Sonia Delaunay in her own design.
Sonia Delaunay in her own design.

Constantin Brancusi, born 1876, Romania. Having completed his art education in his native country, Brancusi set out for Paris in 1903 in order to develop his artistic work. He remained in France until his death in 1957. 

Paul Klee, born 1879, Switzerland. In 1898 Klee travelled to Munich to study at the art academy there. He was drafted to serve in the Prussian army in 1916–18. When the Nazis seized power in 1933 he held a position as professor at the Düsseldorf art academy. The Gestapo ransacked his home, prompting him to flee to Switzerland.

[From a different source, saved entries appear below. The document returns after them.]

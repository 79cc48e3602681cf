//! API key authentication middleware.

use crate::state::AppState;
use axum::{
    extract::{Request, State},
    http::StatusCode,
    middleware::Next,
    response::{IntoResponse, Response},
};
use tracing::debug;

/// Header carrying the API key.
pub const API_KEY_HEADER: &str = "X-API-Key";

/// Rejects requests whose `X-API-Key` does not match the configured key.
///
/// An empty configured key disables authentication entirely. CORS preflight
/// never reaches this middleware; the CORS layer sits outside it and
/// answers `OPTIONS` itself.
pub async fn require_api_key(
    State(state): State<AppState>,
    request: Request,
    next: Next,
) -> Response {
    if state.api_key.is_empty() {
        return next.run(request).await;
    }

    let presented = request
        .headers()
        .get(API_KEY_HEADER)
        .and_then(|value| value.to_str().ok());

    match presented {
        Some(key) if key == state.api_key.as_str() => next.run(request).await,
        _ => {
            debug!("Rejected request with missing or invalid API key");
            (StatusCode::UNAUTHORIZED, "Unauthorized\n").into_response()
        }
    }
}
//! Router tests covering authentication and request validation.
//!
//! None of these paths reach Redis: the pool is lazy and every asserted
//! response is produced before a broker call would happen.

use axum::{
    body::Body,
    http::{Request, StatusCode},
    Router,
};
use http_body_util::BodyExt;
use relayq_rest::{create_router, AppState};
use relayq_engine::{Broker, CronRegistrar, QueueEngine, ResultStore};
use std::sync::Arc;
use tower::ServiceExt;

fn test_router(api_key: &str) -> Router {
    let pool = deadpool_redis::Config::from_url("redis://127.0.0.1:1")
        .create_pool(Some(deadpool_redis::Runtime::Tokio1))
        .unwrap();
    let broker = Broker::new(pool);
    let engine = Arc::new(QueueEngine::new(broker.clone()));
    let cron = Arc::new(CronRegistrar::new(engine.clone()));
    let results = Arc::new(ResultStore::new(broker));

    create_router(AppState::new(engine, cron, results, api_key.to_string()))
}

fn post(uri: &str, body: &str) -> Request<Body> {
    Request::builder()
        .method("POST")
        .uri(uri)
        .header("content-type", "application/json")
        .body(Body::from(body.to_string()))
        .unwrap()
}

#[tokio::test]
async fn enqueue_without_key_is_unauthorized() {
    let router = test_router("secret-key");
    let response = router.oneshot(post("/enqueue", "")).await.unwrap();
    assert_eq!(response.status(), StatusCode::UNAUTHORIZED);
}

#[tokio::test]
async fn enqueue_with_wrong_key_is_unauthorized() {
    let router = test_router("secret-key");
    let mut request = post("/enqueue", "");
    request
        .headers_mut()
        .insert("X-API-Key", "wrong-key".parse().unwrap());
    let response = router.oneshot(request).await.unwrap();
    assert_eq!(response.status(), StatusCode::UNAUTHORIZED);
}

#[tokio::test]
async fn enqueue_with_correct_key_and_empty_body_is_bad_request() {
    let router = test_router("secret-key");
    let mut request = post("/enqueue", "");
    request
        .headers_mut()
        .insert("X-API-Key", "secret-key".parse().unwrap());
    let response = router.oneshot(request).await.unwrap();
    assert_eq!(response.status(), StatusCode::BAD_REQUEST);
}

#[tokio::test]
async fn auth_disabled_empty_body_is_bad_request_not_unauthorized() {
    let router = test_router("");
    let response = router.oneshot(post("/enqueue", "")).await.unwrap();
    assert_eq!(response.status(), StatusCode::BAD_REQUEST);
}

#[tokio::test]
async fn enqueue_rejects_non_post() {
    let router = test_router("");
    let request = Request::builder()
        .method("GET")
        .uri("/enqueue")
        .body(Body::empty())
        .unwrap();
    let response = router.oneshot(request).await.unwrap();
    assert_eq!(response.status(), StatusCode::METHOD_NOT_ALLOWED);
}

#[tokio::test]
async fn preflight_passes_without_key() {
    let router = test_router("secret-key");
    let request = Request::builder()
        .method("OPTIONS")
        .uri("/enqueue")
        .header("origin", "http://dashboard.local")
        .header("access-control-request-method", "POST")
        .body(Body::empty())
        .unwrap();
    let response = router.oneshot(request).await.unwrap();
    assert_eq!(response.status(), StatusCode::OK);
}

#[tokio::test]
async fn result_without_id_is_bad_request() {
    let router = test_router("");
    let request = Request::builder()
        .method("GET")
        .uri("/result")
        .body(Body::empty())
        .unwrap();
    let response = router.oneshot(request).await.unwrap();
    assert_eq!(response.status(), StatusCode::BAD_REQUEST);
}

#[tokio::test]
async fn tasks_without_queue_is_bad_request() {
    let router = test_router("");
    let request = Request::builder()
        .method("GET")
        .uri("/tasks")
        .body(Body::empty())
        .unwrap();
    let response = router.oneshot(request).await.unwrap();
    assert_eq!(response.status(), StatusCode::BAD_REQUEST);
}

#[tokio::test]
async fn schedule_with_invalid_spec_is_bad_request() {
    let router = test_router("");
    let body = r#"{"spec": "not a cron line", "type": "report", "payload": {}}"#;
    let response = router.oneshot(post("/schedule", body)).await.unwrap();
    assert_eq!(response.status(), StatusCode::BAD_REQUEST);

    let bytes = response.into_body().collect().await.unwrap().to_bytes();
    let text = String::from_utf8(bytes.to_vec()).unwrap();
    assert!(text.starts_with("Invalid cron spec:"));
}

#[tokio::test]
async fn schedule_with_valid_spec_registers_entry() {
    let router = test_router("");
    let body = r#"{"spec": "@every 1m", "type": "report", "payload": {"period": "daily"}}"#;
    let response = router.oneshot(post("/schedule", body)).await.unwrap();
    assert_eq!(response.status(), StatusCode::OK);

    let bytes = response.into_body().collect().await.unwrap().to_bytes();
    let text = String::from_utf8(bytes.to_vec()).unwrap();
    assert_eq!(text, "Job scheduled with EntryID: 1\n");
}

#[tokio::test]
async fn enqueue_with_malformed_json_is_bad_request() {
    let router = test_router("");
    let response = router
        .oneshot(post("/enqueue", "{\"type\": \"email\""))
        .await
        .unwrap();
    assert_eq!(response.status(), StatusCode::BAD_REQUEST);
}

Died in Muralto in Switzerland in 1940.

Sonia Delaunay, born 1885 in Russia in the present-day Ukraine. In 1903 the 18-year old Delauney set out for Karlsruhe to study at the art academy there. In 1905 she settled in Paris. At the outbreak of World War I Delaunay was travelling in Spain. She did not return to Paris, but spent the war years in Portugal. In 1920 she finally returned to Paris, where she stayed for the rest of her life. She died in 1979.

Marcel Duchamp, born 1887 in France. In 1915, after the outbreak of World War I, Duchamp goes to the USA where he remained throughout the war years. He lived in Argentina 1918–19, in France 1919–20, in the USA 1920­–23, and in France again from 1923–42. From 1942 to1966 he lived in the USA. He spent the final two years of his life in France, where he died in 1968.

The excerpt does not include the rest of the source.